Selling TPP as the Farm Economy Drops off a Cliff
The farm economy is beyond struggling. Farm income was 50 percent lower in 2015 than in 2013 and is expected to drop further in 2016, reports the USDA. Prices for commodity crops, livestock and poultry are tumbling. Farmland prices are declining. Farm debt is rising. Approximately 45 percent of crop farms are in poor financial condition. Under these dire conditions, a new proposed trade agreement, the Trans Pacific Partnership (TPP), is being pitched as a savior for the farm economy. But given the experience of past trade deals, this will be a tough sell.
Supporters of the 12-nation TPP have had a hard time explaining its benefits from the beginning—mostly because even the rosiest scenarios conclude that the economic gains are tiny. None of the economic projections completed thus far are willing to claim the TPP will increase jobs. The often-cited Peterson Institute projection for the TPP found very small economic gains for the U.S. (only .5 percent after 15 years), and some 500,000 job losses in the first 10 years. A World Bank analysis found that TPP countries would, on average, see only a 1.1 percent gain in their economy annually by 2030. The U.S. would have the smallest gain, at just .4 percent by 2030—with Vietnam (10 percent), Malaysia (8 percent) and Japan (2.7 percent) as the biggest winners.
And most troubling, a TPP analysis by Tufts University, using updated methodology, found that the deal would actually result in both a net loss of jobs and increased income inequality. The Tufts analysis criticizes the older Peterson and World Bank methodology for assuming full employment (any jobs lost will be picked up elsewhere), as well as not accounting for declining wages, as seen in previous trade agreements.
In the case of agriculture, it’s been a time-honored tradition to grossly overstate the benefits of proposed free trade deals for farmers and the TPP is no different. Last month, the Farm Bureau released a new study claiming that the TPP would boost net farm income by $4.4 billion. The Farm Bureau sent 500 members to Capitol Hill to tout the study and lobby on behalf of the TPP—USDA Secretary Tom Vilsack has since cited those projections. But the study has some serious problems, including that it hasn’t publicly posted where the numbers come from. The Coalition for a Prosperous America raised 10 reliability concerns about the Farm Bureau study, including that it lists no author and doesn’t publicly and fully disclose its methods and data. It’s hard to tell whether or how it accounts for increased imports under the TPP—an essential component of assessing any trade deal.

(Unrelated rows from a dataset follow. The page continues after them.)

//! Boundary to the external network emulation engine
//!
//! The workbench only instantiates devices and links. Everything below that
//! (packet forwarding, the SDN controller's forwarding logic, the device
//! programs themselves) belongs to the engine behind these traits.

pub mod netns;
pub mod null;

use testbed_topology::graph::TopologyGraph;

/// Reference to the designated external SDN controller. The emulation engine
/// attaches it to its control channel; what the controller does with the
/// switches is a black box.
#[derive(Clone, Debug)]
pub struct SdnController {
    pub name: String,
    pub listen_port: u16,
}

impl SdnController {
    pub fn new(name: impl Into<String>, listen_port: u16) -> Self {
        Self {
            name: name.into(),
            listen_port,
        }
    }
}

pub trait EmulationBackend {
    /// Translates the topology into an emulation ready to be started: one
    /// emulated node per device, one shaped link per edge.
    fn realize(
        &self,
        graph: &TopologyGraph,
        controller: &SdnController,
    ) -> anyhow::Result<Box<dyn LiveNetwork>>;
}

pub trait LiveNetwork {
    fn start(&mut self) -> anyhow::Result<()>;

    /// Releases all emulation resources. Called exactly once per launch;
    /// namespace setup is not idempotent, so failures are not retried.
    fn stop(&mut self) -> anyhow::Result<()>;

    /// Handle for running commands inside the device's namespace.
    fn node(&self, id: &str) -> anyhow::Result<Box<dyn NodeHandle>>;

    /// Device ids known to the emulation, in topology order.
    fn node_ids(&self) -> Vec<String>;

    /// One-line description for the console banner and logs.
    fn describe(&self) -> String;
}

pub trait NodeHandle {
    /// Runs a command to completion and returns its standard output.
    fn run(&self, command: &str) -> anyhow::Result<String>;

    /// Spawns a command in the background and returns its pid. The process is
    /// never joined; it lives until the owning namespace is torn down.
    fn spawn_background(&self, command: &str) -> anyhow::Result<u32>;
}
use crate::{Attrs, TopologyError};
use mac_address::MacAddress;
use std::fmt;
use std::net::Ipv4Addr;
use std::str::FromStr;

/// Role a device plays in the plant network.
#[derive(Copy, Clone, Debug, PartialEq, Eq)]
pub enum DeviceRole {
    Controller,
    Switch,
    Hmi,
    Historian,
    Workstation,
    Adversary,
}

impl DeviceRole {
    pub fn as_str(self) -> &'static str {
        match self {
            DeviceRole::Controller => "controller",
            DeviceRole::Switch => "switch",
            DeviceRole::Hmi => "hmi",
            DeviceRole::Historian => "historian",
            DeviceRole::Workstation => "workstation",
            DeviceRole::Adversary => "adversary",
        }
    }
}

impl fmt::Display for DeviceRole {
    fn fmt(&self, f: &mut fmt::Formatter<'_>) -> fmt::Result {
        f.write_str(self.as_str())
    }
}

impl FromStr for DeviceRole {
    type Err = TopologyError;

    fn from_str(s: &str) -> Result<Self, Self::Err> {
        match s {
            "controller" => Ok(DeviceRole::Controller),
            "switch" => Ok(DeviceRole::Switch),
            "hmi" => Ok(DeviceRole::Hmi),
            "historian" => Ok(DeviceRole::Historian),
            "workstation" => Ok(DeviceRole::Workstation),
            "adversary" => Ok(DeviceRole::Adversary),
            other => Err(TopologyError::InvariantViolation(format!(
                "unknown device role `{other}`"
            ))),
        }
    }
}

/// Network and link-layer identity of a non-switch device.
#[derive(Clone, Debug, PartialEq, Eq)]
pub struct NetworkIdentity {
    pub address: Ipv4Addr,
    pub netmask: Ipv4Addr,
    pub mac: MacAddress,
}

/// Immutable record of a device's identity and role.
///
/// Every non-switch device carries exactly one network identity; switches
/// carry none.
#[derive(Clone, Debug, PartialEq)]
pub struct DeviceSpec {
    id: String,
    role: DeviceRole,
    identity: Option<NetworkIdentity>,
}

impl DeviceSpec {
    /// Creates a non-switch device from its textual identity, validating the
    /// address, netmask and MAC.
    pub fn host(
        id: impl Into<String>,
        role: DeviceRole,
        address: &str,
        netmask: &str,
        mac: &str,
    ) -> Result<Self, TopologyError> {
        let id = id.into();
        if role == DeviceRole::Switch {
            return Err(TopologyError::InvalidAddress {
                device: id,
                reason: "switches carry no network identity".to_string(),
            });
        }

        let address: Ipv4Addr = address.parse().map_err(|_| TopologyError::InvalidAddress {
            device: id.clone(),
            reason: format!("`{address}` is not a valid IPv4 address"),
        })?;
        let netmask: Ipv4Addr = netmask.parse().map_err(|_| TopologyError::InvalidAddress {
            device: id.clone(),
            reason: format!("`{netmask}` is not a valid IPv4 netmask"),
        })?;
        ipnet::ipv4_mask_to_prefix(netmask).map_err(|_| TopologyError::InvalidAddress {
            device: id.clone(),
            reason: format!("netmask `{netmask}` is not a contiguous prefix mask"),
        })?;
        let mac: MacAddress = mac.parse().map_err(|_| TopologyError::InvalidAddress {
            device: id.clone(),
            reason: format!("`{mac}` is not a valid MAC address"),
        })?;

        Ok(Self {
            id,
            role,
            identity: Some(NetworkIdentity {
                address,
                netmask,
                mac,
            }),
        })
    }

    /// Creates a switch. Switches have no network identity of their own.
    pub fn switch(id: impl Into<String>) -> Self {
        Self {
            id: id.into(),
            role: DeviceRole::Switch,
            identity: None,
        }
    }

    pub fn id(&self) -> &str {
        &self.id
    }

    pub fn role(&self) -> DeviceRole {
        self.role
    }

    pub fn identity(&self) -> Option<&NetworkIdentity> {
        self.identity.as_ref()
    }

    /// The attribute mapping attached to this device's graph node.
    pub fn attributes(&self) -> Attrs {
        let mut attrs = Attrs::new();
        attrs.insert("role".to_string(), self.role.to_string());
        if let Some(identity) = &self.identity {
            attrs.insert("address".to_string(), identity.address.to_string());
            attrs.insert("netmask".to_string(), identity.netmask.to_string());
            attrs.insert("mac".to_string(), identity.mac.to_string());
        }
        attrs
    }
}

#[cfg(test)]
mod tests {
    use super::*;

    #[test]
    fn host_attributes_contain_full_identity() {
        let device = DeviceSpec::host(
            "plc1",
            DeviceRole::Controller,
            "192.168.1.10",
            "255.255.255.0",
            "00:1d:9c:c7:b0:01",
        )
        .unwrap();

        let attrs = device.attributes();
        assert_eq!(attrs.get("role").unwrap(), "controller");
        assert_eq!(attrs.get("address").unwrap(), "192.168.1.10");
        assert_eq!(attrs.get("netmask").unwrap(), "255.255.255.0");
        let expected_mac = "00:1d:9c:c7:b0:01".parse::<MacAddress>().unwrap();
        assert_eq!(attrs.get("mac").unwrap(), &expected_mac.to_string());
    }

    #[test]
    fn switch_has_no_network_identity() {
        let device = DeviceSpec::switch("s3");
        assert_eq!(device.role(), DeviceRole::Switch);
        assert!(device.identity().is_none());

        let attrs = device.attributes();
        assert_eq!(attrs.get("role").unwrap(), "switch");
        assert!(!attrs.contains_key("address"));
    }

    #[test]
    fn malformed_address_is_rejected() {
        let result = DeviceSpec::host(
            "plc1",
            DeviceRole::Controller,
            "192.168.1.300",
            "255.255.255.0",
            "00:1d:9c:c7:b0:01",
        );
        assert!(matches!(result, Err(TopologyError::InvalidAddress { .. })));
    }

    #[test]
    fn non_contiguous_netmask_is_rejected() {
        let result = DeviceSpec::host(
            "plc1",
            DeviceRole::Controller,
            "192.168.1.10",
            "255.0.255.0",
            "00:1d:9c:c7:b0:01",
        );
        assert!(matches!(result, Err(TopologyError::InvalidAddress { .. })));
    }

    #[test]
    fn malformed_mac_is_rejected() {
        let result = DeviceSpec::host(
            "plc1",
            DeviceRole::Controller,
            "192.168.1.10",
            "255.255.255.0",
            "not-a-mac",
        );
        assert!(matches!(result, Err(TopologyError::InvalidAddress { .. })));
    }

    #[test]
    fn switch_role_cannot_take_an_address() {
        let result = DeviceSpec::host(
            "s3",
            DeviceRole::Switch,
            "192.168.1.1",
            "255.255.255.0",
            "00:1d:9c:c7:b0:ff",
        );
        assert!(matches!(result, Err(TopologyError::InvalidAddress { .. })));
    }

    #[test]
    fn role_round_trips_through_its_tag() {
        for role in [
            DeviceRole::Controller,
            DeviceRole::Switch,
            DeviceRole::Hmi,
            DeviceRole::Historian,
            DeviceRole::Workstation,
            DeviceRole::Adversary,
        ] {
            assert_eq!(role.as_str().parse::<DeviceRole>().unwrap(), role);
        }
        assert!("plc".parse::<DeviceRole>().is_err());
    }
}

While the projections from the Farm Bureau study remain cryptic, the track record from past trade agreements is unfortunately all too clear. In a series of recent columns, University of Tennessee agriculture economists Dr. Daryll Ray and Harwood Schaffer documented the record of past U.S. free trade agreements, including NAFTA and CAFTA. They found a negative cumulative balance of agriculture trade from 1997-2014 for the U.S. with Canada (-$30 billion) and Mexico (-$9.6 billion) under NAFTA, as well as negative balances with CAFTA countries. Ray and Schaffer write, “Given the history of trade deals and the structure of US agriculture, we would be very cautious in making too many promises about the trade-balance benefits of any given trade agreement for the whole of US agriculture.”
When Ray and Schaffer mention the structure of U.S. agriculture, they are referring to the tight control of the sector held by a small handful of mostly global corporations. In the U.S., the largest beef company (JBS) and the biggest pork producer (Smithfield-Shuanghui) are not U.S. corporations but are based in Brazil and China respectively. There is little doubt that the global agribusiness companies pushing so hard for TPP, like Cargill, Tyson’s, ADM, Monsanto and others will gain from the agreement. They operate in most of the TPP countries and will not only gain from tariff reductions, but also the TPP’s focus on harmonizing regulations—from food safety, to intellectual property to environmental protection.
Not all farm organizations are buying the TPP sales job. The National Farmers Union, the National Family Farm Coalition and a growing number of family farms and organizations around the country oppose the deal. The failure of past trade deals to achieve gains for farmers raises questions about whether that was ever the intention. As economist Dani Rodrik writes, “today’s world economy is the product of explicit decisions that governments have made in the past." This is most certainly true for the struggling U.S. farm economy today.